[Exercise] Print all entries below exactly as they appear.

(Dataset items)
//! The one mutable record behind the whole UI.

use std::collections::VecDeque;
use std::time::Duration;

use crate::config::TrainingParams;
use crate::error::{Precondition, SessionError};
use crate::journal::{ActivityFeed, LogSink};
use crate::model::{ConfusionMatrix, DatasetDescriptor, ErrorSample, NetworkTopology, TrainingHistoryEntry};
use crate::scheduler::date_time_label;

pub const MAX_HISTORY: usize = 10;

#[derive(Debug, Clone, Copy, PartialEq, Eq, Default)]
pub enum RunStatus {
    #[default]
    Idle,
    Running,
    Stopped,
}

#[derive(Debug, Clone, PartialEq)]
pub struct TrainingRun {
    pub status: RunStatus,
    pub current_epoch: u32,
    pub epoch_limit: u32,
    pub samples: Vec<ErrorSample>,
    pub started_at: Option<Duration>,
    pub elapsed_secs: u64,
}

impl Default for TrainingRun {
    fn default() -> Self {
        Self {
            status: RunStatus::Idle,
            current_epoch: 0,
            epoch_limit: TrainingParams::default().epochs,
            samples: Vec::new(),
            started_at: None,
            elapsed_secs: 0,
        }
    }
}

impl TrainingRun {
    pub fn is_active(&self) -> bool {
        self.status == RunStatus::Running
    }

    pub fn latest_error(&self) -> Option<f64> {
        self.samples.last().map(|s| s.error)
    }

    pub fn min_error(&self) -> Option<f64> {
        self.samples.iter().map(|s| s.error).reduce(f64::min)
    }
}

/// Newest first, never more than [`MAX_HISTORY`] entries.
#[derive(Debug, Default)]
pub struct TrainingHistory {
    entries: VecDeque<TrainingHistoryEntry>,
}

impl TrainingHistory {
    pub fn push(&mut self, entry: TrainingHistoryEntry) {
        self.entries.push_front(entry);
        self.entries.truncate(MAX_HISTORY);
    }

    pub fn len(&self) -> usize {
        self.entries.len()
    }

    pub fn is_empty(&self) -> bool {
        self.entries.is_empty()
    }

    pub fn iter(&self) -> impl DoubleEndedIterator<Item = &TrainingHistoryEntry> {
        self.entries.iter()
    }

    pub fn to_json(&self) -> serde_json::Result<String> {
        serde_json::to_string_pretty(&self.entries)
    }
}

#[derive(Debug, Default)]
pub struct Session {
    pub topology: Option<NetworkTopology>,
    pub dataset: Option<DatasetDescriptor>,
    pub params: TrainingParams,
    pub run: TrainingRun,
    pub confusion: Option<ConfusionMatrix>,
    pub accuracy: Option<f64>,
    pub history: TrainingHistory,
    pub log: LogSink,
    pub activity: ActivityFeed,
}

impl Session {
    pub fn new() -> Self {
        let mut session = Self::default();
        session.log.info("Application initialized");
        session.activity.record("Application started");
        session
    }

    /// Replaces the network wholesale; results of earlier runs no longer apply.
    pub fn create_network(&mut self, topology: NetworkTopology) {
        tracing::debug!(layers = topology.layer_count(), "network created");
        self.topology = Some(topology);
        self.confusion = None;
        self.accuracy = None;
        self.log.success("Network created successfully");
        self.activity.record("Network created");
    }

    pub fn load_dataset(&mut self, dataset: DatasetDescriptor) -> Result<(), SessionError> {
        if dataset.source.trim().is_empty() {
            return Err(self.refuse(Precondition::NoDatasetFile));
        }
        self.log.success(format!("Dataset loaded: {}", dataset.source));
        self.activity
            .record(format!("Dataset loaded: {}", dataset.file_name()));
        self.dataset = Some(dataset);
        Ok(())
    }

    pub fn save_params(&mut self, params: TrainingParams) {
        self.log.info(format!(
            "Training parameters saved: LR={}, Epochs={}",
            params.learning_rate, params.epochs
        ));
        self.params = params;
    }

    pub fn clear_chart(&mut self) {
        self.run.samples.clear();
        self.log.info("Chart cleared");
    }

    pub fn clear_log(&mut self) {
        self.log.clear();
        self.log.info("Log cleared");
    }

    /// Logs the unmet precondition as a warning and hands back the error.
    pub fn refuse(&mut self, reason: Precondition) -> SessionError {
        self.log.warning(reason.to_string());
        SessionError::PreconditionNotMet(reason)
    }

    /// Snapshot of the current run; `None` when nothing was recorded.
    pub fn history_entry(&self) -> Option<TrainingHistoryEntry> {
        let last = self.run.samples.last()?;
        Some(TrainingHistoryEntry {
            timestamp: date_time_label(),
            epochs_run: last.epoch,
            final_error: last.error,
            min_error: self.run.min_error().unwrap_or(last.error),
            duration_secs: self.run.elapsed_secs,
        })
    }
}

#[cfg(test)]
mod tests {
    use super::*;
    use crate::journal::Severity;

    fn entry(epochs: u32) -> TrainingHistoryEntry {
        TrainingHistoryEntry {
            timestamp: String::new(),
            epochs_run: epochs,
            final_error: 0.5,
            min_error: 0.4,
            duration_secs: 1,
        }
    }

    #[test]
    fn history_evicts_oldest_after_ten() {
        let mut history = TrainingHistory::default();
        for i in 1..=11 {
            history.push(entry(i));
        }
        assert_eq!(history.len(), MAX_HISTORY);
        assert_eq!(history.iter().next().map(|e| e.epochs_run), Some(11));
        assert_eq!(history.iter().last().map(|e| e.epochs_run), Some(2));
    }

    #[test]
    fn history_exports_as_json_array() {
        let mut history = TrainingHistory::default();
        history.push(entry(3));
        let json = history.to_json().unwrap();
        let parsed: serde_json::Value = serde_json::from_str(&json).unwrap();
        assert_eq!(parsed[0]["epochs_run"], 3);
    }

    #[test]
    fn empty_dataset_path_is_refused_with_warning() {
        let mut session = Session::new();
        let result = session.load_dataset(DatasetDescriptor {
            source: "  ".into(),
            inputs: 2,
            outputs: 1,
            has_header: false,
            loaded: String::new(),
        });
        assert_eq!(
            result,
            Err(SessionError::PreconditionNotMet(Precondition::NoDatasetFile))
        );
        assert!(session.dataset.is_none());
        assert_eq!(session.log.count(Severity::Warning), 1);
    }

    #[test]
    fn min_error_scans_all_samples() {
        let mut run = TrainingRun::default();
        assert_eq!(run.min_error(), None);
        run.samples = vec![
            ErrorSample { epoch: 1, error: 0.7 },
            ErrorSample { epoch: 2, error: 0.2 },
            ErrorSample { epoch: 3, error: 0.3 },
        ];
        assert_eq!(run.min_error(), Some(0.2));
        assert_eq!(run.latest_error(), Some(0.3));
    }
}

[Output for this exercise]
//! The one mutable record behind the whole UI.

use std::collections::VecDeque;
use std::time::Duration;

use crate::config::TrainingParams;
use crate::error::{Precondition, SessionError};
use crate::journal::{ActivityFeed, LogSink};
use crate::model::{ConfusionMatrix, DatasetDescriptor, ErrorSample, NetworkTopology, TrainingHistoryEntry};
use crate::scheduler::date_time_label;

pub const MAX_HISTORY: usize = 10;

#[derive(Debug, Clone, Copy, PartialEq, Eq, Default)]
pub enum RunStatus {
    #[default]
    Idle,
    Running,
    Stopped,
}

#[derive(Debug, Clone, PartialEq)]
pub struct TrainingRun {
    pub status: RunStatus,
    pub current_epoch: u32,
    pub epoch_limit: u32,
    pub samples: Vec<ErrorSample>,
    pub started_at: Option<Duration>,
    pub elapsed_secs: u64,
}

impl Default for TrainingRun {
    fn default() -> Self {
        Self {
            status: RunStatus::Idle,
            current_epoch: 0,
            epoch_limit: TrainingParams::default().epochs,
            samples: Vec::new(),
            started_at: None,
            elapsed_secs: 0,
        }
    }
}

impl TrainingRun {
    pub fn is_active(&self) -> bool {
        self.status == RunStatus::Running
    }

    pub fn latest_error(&self) -> Option<f64> {
        self.samples.last().map(|s| s.error)
    }

    pub fn min_error(&self) -> Option<f64> {
        self.samples.iter().map(|s| s.error).reduce(f64::min)
    }
}

/// Newest first, never more than [`MAX_HISTORY`] entries.
#[derive(Debug, Default)]
pub struct TrainingHistory {
    entries: VecDeque<TrainingHistoryEntry>,
}

impl TrainingHistory {
    pub fn push(&mut self, entry: TrainingHistoryEntry) {
        self.entries.push_front(entry);
        self.entries.truncate(MAX_HISTORY);
    }

    pub fn len(&self) -> usize {
        self.entries.len()
    }

    pub fn is_empty(&self) -> bool {
        self.entries.is_empty()
    }

    pub fn iter(&self) -> impl DoubleEndedIterator<Item = &TrainingHistoryEntry> {
        self.entries.iter()
    }

    pub fn to_json(&self) -> serde_json::Result<String> {
        serde_json::to_string_pretty(&self.entries)
    }
}

#[derive(Debug, Default)]
pub struct Session {
    pub topology: Option<NetworkTopology>,
    pub dataset: Option<DatasetDescriptor>,
    pub params: TrainingParams,
    pub run: TrainingRun,
    pub confusion: Option<ConfusionMatrix>,
    pub accuracy: Option<f64>,
    pub history: TrainingHistory,
    pub log: LogSink,
    pub activity: ActivityFeed,
}

impl Session {
    pub fn new() -> Self {
        let mut session = Self::default();
        session.log.info("Application initialized");
        session.activity.record("Application started");
        session
    }

    /// Replaces the network wholesale; results of earlier runs no longer apply.
    pub fn create_network(&mut self, topology: NetworkTopology) {
        tracing::debug!(layers = topology.layer_count(), "network created");
        self.topology = Some(topology);
        self.confusion = None;
        self.accuracy = None;
        self.log.success("Network created successfully");
        self.activity.record("Network created");
    }

    pub fn load_dataset(&mut self, dataset: DatasetDescriptor) -> Result<(), SessionError> {
        if dataset.source.trim().is_empty() {
            return Err(self.refuse(Precondition::NoDatasetFile));
        }
        self.log.success(format!("Dataset loaded: {}", dataset.source));
        self.activity
            .record(format!("Dataset loaded: {}", dataset.file_name()));
        self.dataset = Some(dataset);
        Ok(())
    }

    pub fn save_params(&mut self, params: TrainingParams) {
        self.log.info(format!(
            "Training parameters saved: LR={}, Epochs={}",
            params.learning_rate, params.epochs
        ));
        self.params = params;
    }

    pub fn clear_chart(&mut self) {
        self.run.samples.clear();
        self.log.info("Chart cleared");
    }

    pub fn clear_log(&mut self) {
        self.log.clear();
        self.log.info("Log cleared");
    }

    /// Logs the unmet precondition as a warning and hands back the error.
    pub fn refuse(&mut self, reason: Precondition) -> SessionError {
        self.log.warning(reason.to_string());
        SessionError::PreconditionNotMet(reason)
    }

    /// Snapshot of the current run; `None` when nothing was recorded.
    pub fn history_entry(&self) -> Option<TrainingHistoryEntry> {
        let last = self.run.samples.last()?;
        Some(TrainingHistoryEntry {
            timestamp: date_time_label(),
            epochs_run: last.epoch,
            final_error: last.error,
            min_error: self.run.min_error().unwrap_or(last.error),
            duration_secs: self.run.elapsed_secs,
        })
    }
}

#[cfg(test)]
mod tests {
    use super::*;
    use crate::journal::Severity;

    fn entry(epochs: u32) -> TrainingHistoryEntry {
        TrainingHistoryEntry {
            timestamp: String::new(),
            epochs_run: epochs,
            final_error: 0.5,
            min_error: 0.4,
            duration_secs: 1,
        }
    }

    #[test]
    fn history_evicts_oldest_after_ten() {
        let mut history = TrainingHistory::default();
        for i in 1..=11 {
            history.push(entry(i));
        }
        assert_eq!(history.len(), MAX_HISTORY);
        assert_eq!(history.iter().next().map(|e| e.epochs_run), Some(11));
        assert_eq!(history.iter().last().map(|e| e.epochs_run), Some(2));
    }

    #[test]
    fn history_exports_as_json_array() {
        let mut history = TrainingHistory::default();
        history.push(entry(3));
        let json = history.to_json().unwrap();
        let parsed: serde_json::Value = serde_json::from_str(&json).unwrap();
        assert_eq!(parsed[0]["epochs_run"], 3);
    }

    #[test]
    fn empty_dataset_path_is_refused_with_warning() {
        let mut session = Session::new();
        let result = session.load_dataset(DatasetDescriptor {
            source: "  ".into(),
            inputs: 2,
            outputs: 1,
            has_header: false,
            loaded: String::new(),
        });
        assert_eq!(
            result,
            Err(SessionError::PreconditionNotMet(Precondition::NoDatasetFile))
        );
        assert!(session.dataset.is_none());
        assert_eq!(session.log.count(Severity::Warning), 1);
    }

    #[test]
    fn min_error_scans_all_samples() {
        let mut run = TrainingRun::default();
        assert_eq!(run.min_error(), None);
        run.samples = vec![
            ErrorSample { epoch: 1, error: 0.7 },
            ErrorSample { epoch: 2, error: 0.2 },
            ErrorSample { epoch: 3, error: 0.3 },
        ];
        assert_eq!(run.min_error(), Some(0.2));
        assert_eq!(run.latest_error(), Some(0.3));
    }
}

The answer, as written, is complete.